The Streets of Kathmandu

Kathmandu Streets in Monochrome

Despite this, I quickly grew accustomed to the vibrant sights and smells of Kathmandu. Everyone was friendly (probably because they were desperate to sell their wares) and welcoming; and English, albeit broken, was fairly commonplace. I was fortunate enough to find and purchase a second-hand Steripen Adventurer for the modest sum of NPR3800. I knew then that there was a bulb life for each steripen but the price was very reasonable, the Steripen looked very decent and the shopowner went so far as to get batteries to verify that it indeed worked. I managed to convince him to include the batteries aswell as CR123 batteries tend to be a little pricy. I also purchased some trekking pants that had zip off legs so that it could also function as shorts for a mere USD12 (NPR1250).

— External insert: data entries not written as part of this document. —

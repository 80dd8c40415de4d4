use std::path::PathBuf;

use clap::{ArgGroup, Parser, Subcommand};

#[derive(Parser)]
#[command(
    name = "cloudchain",
    version,
    about = "Pool free-tier storage accounts into one sequential backup target",
    after_help = "\
Configuration:
  --config <path> loads a JSON config file; --root and --remote override it.

Environment variables:
  CLOUDCHAIN_ROOT         Local root directory (same as --root)
  CLOUDCHAIN_REMOTE       Directory backing the remote accounts (same as --remote)
  CLOUDCHAIN_PASSPHRASE   Export passphrase (skips the interactive prompt)
  RUST_LOG                Log filter (overrides -v)

Exit codes:
  0  success
  1  failed without side effects; fix the input and retry
  2  failed with possible side effects, or a batch had failures
  3  reset declined"
)]
pub(crate) struct Cli {
    /// Path to a JSON configuration file
    #[arg(short, long)]
    pub config: Option<PathBuf>,

    /// Local root holding chain state, ledgers and mirrors
    #[arg(long, env = "CLOUDCHAIN_ROOT")]
    pub root: Option<PathBuf>,

    /// Directory backing the remote accounts
    #[arg(long, env = "CLOUDCHAIN_REMOTE")]
    pub remote: Option<PathBuf>,

    /// Verbosity level (-v, -vv, -vvv)
    #[arg(short, long, action = clap::ArgAction::Count)]
    pub verbose: u8,

    #[command(subcommand)]
    pub command: Commands,
}

#[derive(Subcommand)]
pub(crate) enum Commands {
    /// Create the chain with its first account
    Init {
        /// Base name shared by every account of the chain
        base: String,

        /// Identifier of the first account, e.g. <base>001.cloudchain@gmail.com
        identifier: String,
    },

    /// Show the next account to create, or confirm it once created
    Add {
        /// Identifier of the account just created; omit to see the proposal
        identifier: Option<String>,

        /// Add even though the active account is not full yet
        #[arg(long)]
        force: bool,
    },

    /// Upload files to the active account
    Upload {
        /// Files to upload
        #[arg(required = true)]
        paths: Vec<PathBuf>,
    },

    /// Download a backed-up file into its account's mirror
    Download {
        /// Payload name as listed by `cloudchain list`
        name: String,

        /// Account index (defaults to the active account)
        #[arg(short, long)]
        account: Option<u32>,
    },

    /// Transfer every file that exists on one side only
    #[command(group(ArgGroup::new("direction").required(true).args(["local_to_cloud", "cloud_to_local"])))]
    Sync {
        /// Upload local-only files of the active account
        #[arg(long)]
        local_to_cloud: bool,

        /// Download cloud-only files
        #[arg(long)]
        cloud_to_local: bool,

        /// Account index (defaults to the active account)
        #[arg(short, long)]
        account: Option<u32>,
    },

    /// Remove a file from the local mirror or from the cloud
    #[command(group(ArgGroup::new("side").required(true).args(["local", "cloud"])))]
    Rm {
        /// Payload name
        name: String,

        /// Delete the local mirror copy
        #[arg(long)]
        local: bool,

        /// Delete the cloud copy
        #[arg(long)]
        cloud: bool,

        /// Account index (defaults to the active account)
        #[arg(short, long)]
        account: Option<u32>,
    },

    /// Show the active account and its quota
    Status {
        /// Ask the remote for fresh usage numbers first
        #[arg(long)]
        refresh: bool,
    },

    /// List the accounts of the chain
    Accounts,

    /// List tracked files and where they exist
    List {
        /// Only this account (defaults to all)
        #[arg(short, long)]
        account: Option<u32>,
    },

    /// Reconcile ledgers with the local mirror
    Heal {
        /// Start tracking untracked local files as local-only
        #[arg(long)]
        adopt: bool,

        /// Only this account (defaults to all)
        #[arg(short, long)]
        account: Option<u32>,
    },

    /// Write a passphrase-encrypted export of the local state
    Export {
        /// Destination file
        path: PathBuf,
    },

    /// Restore an export into an empty root
    Restore {
        /// Export file
        path: PathBuf,
    },

    /// Delete all local state (remote data is untouched)
    Reset {
        /// Skip the confirmation prompt
        #[arg(long)]
        yes: bool,
    },
}

#[cfg(test)]
mod tests {
    use super::*;
    use clap::CommandFactory;

    #[test]
    fn cli_definition_is_consistent() {
        Cli::command().debug_assert();
    }

    #[test]
    fn sync_requires_a_direction() {
        assert!(Cli::try_parse_from(["cloudchain", "sync"]).is_err());
        assert!(
            Cli::try_parse_from(["cloudchain", "sync", "--local-to-cloud", "--cloud-to-local"])
                .is_err()
        );
        let cli = Cli::try_parse_from(["cloudchain", "sync", "--cloud-to-local", "-a", "2"]).unwrap();
        assert!(matches!(
            cli.command,
            Commands::Sync {
                cloud_to_local: true,
                account: Some(2),
                ..
            }
        ));
    }

    #[test]
    fn rm_requires_a_side() {
        assert!(Cli::try_parse_from(["cloudchain", "rm", "a.bin"]).is_err());
        let cli = Cli::try_parse_from(["cloudchain", "rm", "a.bin", "--local"]).unwrap();
        assert!(matches!(cli.command, Commands::Rm { local: true, .. }));
    }

    #[test]
    fn verbosity_counts() {
        let cli = Cli::try_parse_from(["cloudchain", "-vv", "accounts"]).unwrap();
        assert_eq!(cli.verbose, 2);
    }

    #[test]
    fn add_without_identifier_is_a_proposal() {
        let cli = Cli::try_parse_from(["cloudchain", "add"]).unwrap();
        assert!(matches!(
            cli.command,
            Commands::Add {
                identifier: None,
                force: false
            }
        ));
    }
}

As the day was winding down, I came upon a so-called restaurant that was a little more than a shack by the side of the road that was full of people, both locals and foreigners. Figuring that that was an indication of quality, I decided to give it a try and ended up not regretting it! The place was called 'Newa Mo:mo Restaurant' and was known for its Nepali and Newari food. They even offered cooking courses there! I found out later on that the place was moving to a better, more spacious site that was just off the main road near the junction of Bhagawati Bahal and Thamel Chowk. The chicken fry [sic] rice NPR210 that I purchased was good and came in a generous quantity.

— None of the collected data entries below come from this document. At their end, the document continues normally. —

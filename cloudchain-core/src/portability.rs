//! Passphrase-encrypted export of the complete local state.
//!
//! The blob is a JSON document whose binary fields are base64:
//!
//! ```text
//! { format_version, algorithm, kdf_params, salt, nonce, ciphertext, auth_tag }
//! ```
//!
//! The key is derived with Argon2id from the passphrase and salt; the
//! payload is sealed with ChaCha20-Poly1305 and every header field is bound
//! as associated data, so changing any byte of the blob fails authentication.
//! Payload files are not part of the export.

use crate::error::{ChainError, ChainResult};
use crate::ledger::Ledger;
use crate::types::ChainState;
use base64::engine::general_purpose::STANDARD;
use base64::Engine;
use cloudchain_crypto::{
    derive_key, generate_nonce, open_detached, seal_detached, KdfParams, Salt, NONCE_SIZE,
    SALT_SIZE, TAG_SIZE,
};
use serde::{Deserialize, Serialize};
use std::collections::{BTreeMap, BTreeSet};
use tracing::{debug, info};
use zeroize::Zeroizing;

pub const FORMAT_VERSION: u32 = 1;
pub const ALGORITHM: &str = "argon2id+chacha20poly1305";

/// Everything an export carries.
#[derive(Clone, Debug, PartialEq, Eq, Serialize, Deserialize)]
pub struct StateBundle {
    pub chain: ChainState,
    pub ledgers: Vec<Ledger>,
    /// Raw credential files keyed by account directory name.
    #[serde(default)]
    pub credentials: BTreeMap<String, Vec<u8>>,
}

/// On-disk container.
#[derive(Clone, Debug, Serialize, Deserialize)]
pub struct ExportBlob {
    pub format_version: u32,
    pub algorithm: String,
    pub kdf_params: KdfParams,
    pub salt: String,
    pub nonce: String,
    pub ciphertext: String,
    pub auth_tag: String,
}

impl ExportBlob {
    /// Header fields in a fixed order, used as AEAD associated data.
    fn associated_data(&self) -> ChainResult<Vec<u8>> {
        let header = (
            self.format_version,
            &self.algorithm,
            &self.kdf_params,
            &self.salt,
            &self.nonce,
        );
        serde_json::to_vec(&header).map_err(|e| ChainError::Encoding(e.to_string()))
    }
}

/// Encrypts the state with default KDF parameters.
pub fn export(
    chain: &ChainState,
    ledgers: &[Ledger],
    credentials: &BTreeMap<String, Vec<u8>>,
    passphrase: &str,
) -> ChainResult<Vec<u8>> {
    export_with_params(chain, ledgers, credentials, passphrase, &KdfParams::default())
}

/// Encrypts the state with explicit KDF parameters.
pub fn export_with_params(
    chain: &ChainState,
    ledgers: &[Ledger],
    credentials: &BTreeMap<String, Vec<u8>>,
    passphrase: &str,
    params: &KdfParams,
) -> ChainResult<Vec<u8>> {
    let bundle = StateBundle {
        chain: chain.clone(),
        ledgers: ledgers.to_vec(),
        credentials: credentials.clone(),
    };
    check_bundle(&bundle).map_err(ChainError::Encoding)?;

    let plaintext = Zeroizing::new(
        serde_json::to_vec(&bundle).map_err(|e| ChainError::Encoding(e.to_string()))?,
    );

    let salt = Salt::random();
    let nonce = generate_nonce();
    let key = derive_key(passphrase, &salt, params)
        .map_err(|e| ChainError::Encoding(e.to_string()))?;

    let mut blob = ExportBlob {
        format_version: FORMAT_VERSION,
        algorithm: ALGORITHM.to_string(),
        kdf_params: *params,
        salt: STANDARD.encode(salt.as_bytes()),
        nonce: STANDARD.encode(nonce),
        ciphertext: String::new(),
        auth_tag: String::new(),
    };
    let aad = blob.associated_data()?;
    let (ciphertext, tag) = seal_detached(&key, &nonce, &aad, &plaintext)
        .map_err(|e| ChainError::Encoding(e.to_string()))?;
    blob.ciphertext = STANDARD.encode(ciphertext);
    blob.auth_tag = STANDARD.encode(tag);

    info!(
        "exported chain {} ({} account(s), {} ledger(s))",
        chain.base,
        chain.accounts.len(),
        ledgers.len()
    );
    serde_json::to_vec_pretty(&blob).map_err(|e| ChainError::Encoding(e.to_string()))
}

/// Decrypts and validates an export blob without touching the disk.
///
/// Every way a blob can be unusable short of a valid decryption (bad JSON,
/// unknown version, tampered header, wrong passphrase) is reported as
/// [`ChainError::Authentication`].
pub fn restore(blob: &[u8], passphrase: &str) -> ChainResult<StateBundle> {
    let parsed: ExportBlob = serde_json::from_slice(blob)
        .map_err(|e| ChainError::Authentication(format!("unreadable export: {e}")))?;

    if parsed.format_version != FORMAT_VERSION {
        return Err(ChainError::Authentication(format!(
            "unsupported export format version {}",
            parsed.format_version
        )));
    }
    if parsed.algorithm != ALGORITHM {
        return Err(ChainError::Authentication(format!(
            "unsupported algorithm {}",
            parsed.algorithm
        )));
    }
    parsed
        .kdf_params
        .validate()
        .map_err(|e| ChainError::Authentication(e.to_string()))?;

    let salt: [u8; SALT_SIZE] = decode_fixed(&parsed.salt, "salt")?;
    let nonce: [u8; NONCE_SIZE] = decode_fixed(&parsed.nonce, "nonce")?;
    let tag: [u8; TAG_SIZE] = decode_fixed(&parsed.auth_tag, "auth_tag")?;
    let ciphertext = STANDARD
        .decode(&parsed.ciphertext)
        .map_err(|_| ChainError::Authentication("ciphertext is not base64".into()))?;

    let key = derive_key(passphrase, &Salt::from_bytes(salt), &parsed.kdf_params)
        .map_err(|e| ChainError::Authentication(e.to_string()))?;
    let aad = parsed.associated_data()?;
    let plaintext = open_detached(&key, &nonce, &aad, &ciphertext, &tag)
        .map_err(|_| ChainError::Authentication("wrong passphrase or tampered export".into()))?;

    let bundle: StateBundle = serde_json::from_slice(&plaintext)
        .map_err(|e| ChainError::Encoding(format!("decrypted state is unreadable: {e}")))?;
    check_bundle(&bundle).map_err(ChainError::CorruptState)?;

    debug!(
        "decrypted export of chain {} with {} account(s)",
        bundle.chain.base,
        bundle.chain.accounts.len()
    );
    Ok(bundle)
}

fn decode_fixed<const N: usize>(field: &str, what: &str) -> ChainResult<[u8; N]> {
    let bytes = STANDARD
        .decode(field)
        .map_err(|_| ChainError::Authentication(format!("{what} is not base64")))?;
    bytes
        .try_into()
        .map_err(|_| ChainError::Authentication(format!("{what} has the wrong length")))
}

/// Chain invariants hold and every ledger and credential belongs to an
/// account of the chain, at most once.
fn check_bundle(bundle: &StateBundle) -> Result<(), String> {
    bundle.chain.check_invariants()?;

    let mut seen = BTreeSet::new();
    for ledger in &bundle.ledgers {
        if bundle.chain.account(ledger.account_index).is_none() {
            return Err(format!(
                "ledger for unknown account {}",
                ledger.account_index
            ));
        }
        if !seen.insert(ledger.account_index) {
            return Err(format!("duplicate ledger for account {}", ledger.account_index));
        }
        ledger.check_entries().map_err(|e| e.to_string())?;
        if let Some(entry) = ledger
            .entries()
            .find(|e| e.owning_account_index != ledger.account_index)
        {
            return Err(format!(
                "entry {} in ledger {} claims account {}",
                entry.name, ledger.account_index, entry.owning_account_index
            ));
        }
    }

    let dirs: BTreeSet<&str> = bundle.chain.accounts.iter().map(|a| a.dir_name()).collect();
    if let Some(unknown) = bundle
        .credentials
        .keys()
        .find(|k| !dirs.contains(k.as_str()))
    {
        return Err(format!("credential for unknown account directory {unknown}"));
    }
    Ok(())
}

I finished off the day just reading my Kindle and people watching. There was an interesting conversation between what I thought was an Eastern-European man that was wearing some sort of headgear reminiscent of a turban that was conversing with another man that actually wore a turban! There were no free tables at the restaurant so the former just offered a seat to the latter and they struck up a conversation. It turned out that he was Russian and was financing his travels with the money that was coming in from the rental of his apartment in Moscow. Apparently he also used to weigh 173kg but his weight dropped down to 120kg by just ceasing his consumption of beer! The conversation got a little more interesting when he spoke of the days of communism and how life was a lot easier for him then. With that kind of conversation around, I doubt many would be able to concentrate on their reading!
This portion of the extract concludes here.